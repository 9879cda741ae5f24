//! Default values for the language configuration.

use crate::schema::LangConfig;
use std::collections::HashMap;

/// Locale active when nothing else is configured
pub const DEFAULT_LANG: &str = "zh-cn";

/// Request parameter for explicit locale selection
pub const DEFAULT_DETECT_VAR: &str = "lang";

/// Cookie consulted when the parameter is absent
pub const DEFAULT_COOKIE_VAR: &str = "think_var";

/// Built-in `Accept-Language` aliases.
pub fn default_accept_language() -> HashMap<String, String> {
    HashMap::from([("zh-hans-cn".to_string(), "zh-cn".to_string())])
}

impl Default for LangConfig {
    fn default() -> Self {
        Self {
            default_lang: DEFAULT_LANG.to_string(),
            detect_var: DEFAULT_DETECT_VAR.to_string(),
            cookie_var: DEFAULT_COOKIE_VAR.to_string(),
            allow_lang_list: Vec::new(),
            accept_language: HashMap::new(),
            lang_dir: None,
            extend_list: HashMap::new(),
        }
    }
}
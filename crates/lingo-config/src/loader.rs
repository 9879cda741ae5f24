//! Configuration loading with environment variable overrides.

use crate::schema::LangConfig;
use lingo_common::{split_list, LingoError, Result};
use std::env;
use std::fs;
use std::path::{Path, PathBuf};
use tracing::{debug, info};

/// Overrides `default_lang`
pub const ENV_DEFAULT_LANG: &str = "LINGO_DEFAULT_LANG";
/// Overrides `detect_var`
pub const ENV_DETECT_VAR: &str = "LINGO_DETECT_VAR";
/// Overrides `cookie_var`
pub const ENV_COOKIE_VAR: &str = "LINGO_COOKIE_VAR";
/// Overrides `allow_lang_list` (comma separated)
pub const ENV_ALLOW_LANG_LIST: &str = "LINGO_ALLOW_LANG_LIST";

/// Loads a [`LangConfig`] from a TOML, YAML or JSON file.
#[derive(Debug, Clone)]
pub struct ConfigLoader {
    path: PathBuf,
}

impl ConfigLoader {
    /// Creates a loader for `path`; the format follows the extension.
    pub fn new(path: impl Into<PathBuf>) -> Self {
        Self { path: path.into() }
    }

    /// Configuration file path
    pub fn path(&self) -> &Path {
        &self.path
    }

    /// Reads the file, applies environment overrides, resolves relative
    /// paths against the file's directory and validates the result.
    pub fn load(&self) -> Result<LangConfig> {
        let mut config = self.read()?;
        Self::apply_env_overrides(&mut config);
        self.resolve_paths(&mut config);
        config.validate()?;

        info!(
            path = %self.path.display(),
            default_lang = %config.default_lang,
            "configuration loaded"
        );
        Ok(config)
    }

    /// Parses the file as is, without overrides or validation.
    pub fn read(&self) -> Result<LangConfig> {
        let content = fs::read_to_string(&self.path)?;
        let ext = self
            .path
            .extension()
            .and_then(|e| e.to_str())
            .map(str::to_ascii_lowercase);

        match ext.as_deref() {
            Some("toml") => toml::from_str(&content).map_err(|e| LingoError::parse(&self.path, e)),
            Some("yaml" | "yml") => {
                serde_yaml::from_str(&content).map_err(|e| LingoError::parse(&self.path, e))
            }
            Some("json") => {
                serde_json::from_str(&content).map_err(|e| LingoError::parse(&self.path, e))
            }
            _ => Err(LingoError::UnsupportedFormat {
                path: self.path.clone(),
            }),
        }
    }

    /// Default configuration with environment overrides, validated.
    pub fn from_env() -> Result<LangConfig> {
        let mut config = LangConfig::default();
        Self::apply_env_overrides(&mut config);
        config.validate()?;
        Ok(config)
    }

    /// Applies `LINGO_*` environment variables.
    pub fn apply_env_overrides(config: &mut LangConfig) {
        Self::apply_overrides_from(config, |name| env::var(name).ok());
    }

    /// Applies overrides from any variable source.
    pub fn apply_overrides_from<F>(config: &mut LangConfig, lookup: F)
    where
        F: Fn(&str) -> Option<String>,
    {
        if let Some(lang) = lookup(ENV_DEFAULT_LANG) {
            debug!(var = ENV_DEFAULT_LANG, value = %lang, "override");
            config.default_lang = lang;
        }

        if let Some(var) = lookup(ENV_DETECT_VAR) {
            debug!(var = ENV_DETECT_VAR, value = %var, "override");
            config.detect_var = var;
        }

        if let Some(var) = lookup(ENV_COOKIE_VAR) {
            debug!(var = ENV_COOKIE_VAR, value = %var, "override");
            config.cookie_var = var;
        }

        if let Some(list) = lookup(ENV_ALLOW_LANG_LIST) {
            debug!(var = ENV_ALLOW_LANG_LIST, value = %list, "override");
            config.allow_lang_list = split_list(&list);
        }
    }

    fn resolve_paths(&self, config: &mut LangConfig) {
        let Some(base) = self.path.parent() else {
            return;
        };

        if let Some(dir) = config.lang_dir.as_mut() {
            if dir.is_relative() {
                *dir = base.join(&*dir);
            }
        }

        for files in config.extend_list.values_mut() {
            for file in files.iter_mut().filter(|f| f.is_relative()) {
                *file = base.join(&*file);
            }
        }
    }
}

What to do:
The response must contain every line from the listing above in which the string "HashMap" appears.

Result of this exercise:
use std::collections::HashMap;
pub fn default_accept_language() -> HashMap<String, String> {
    HashMap::from([("zh-hans-cn".to_string(), "zh-cn".to_string())])
            accept_language: HashMap::new(),
            extend_list: HashMap::new(),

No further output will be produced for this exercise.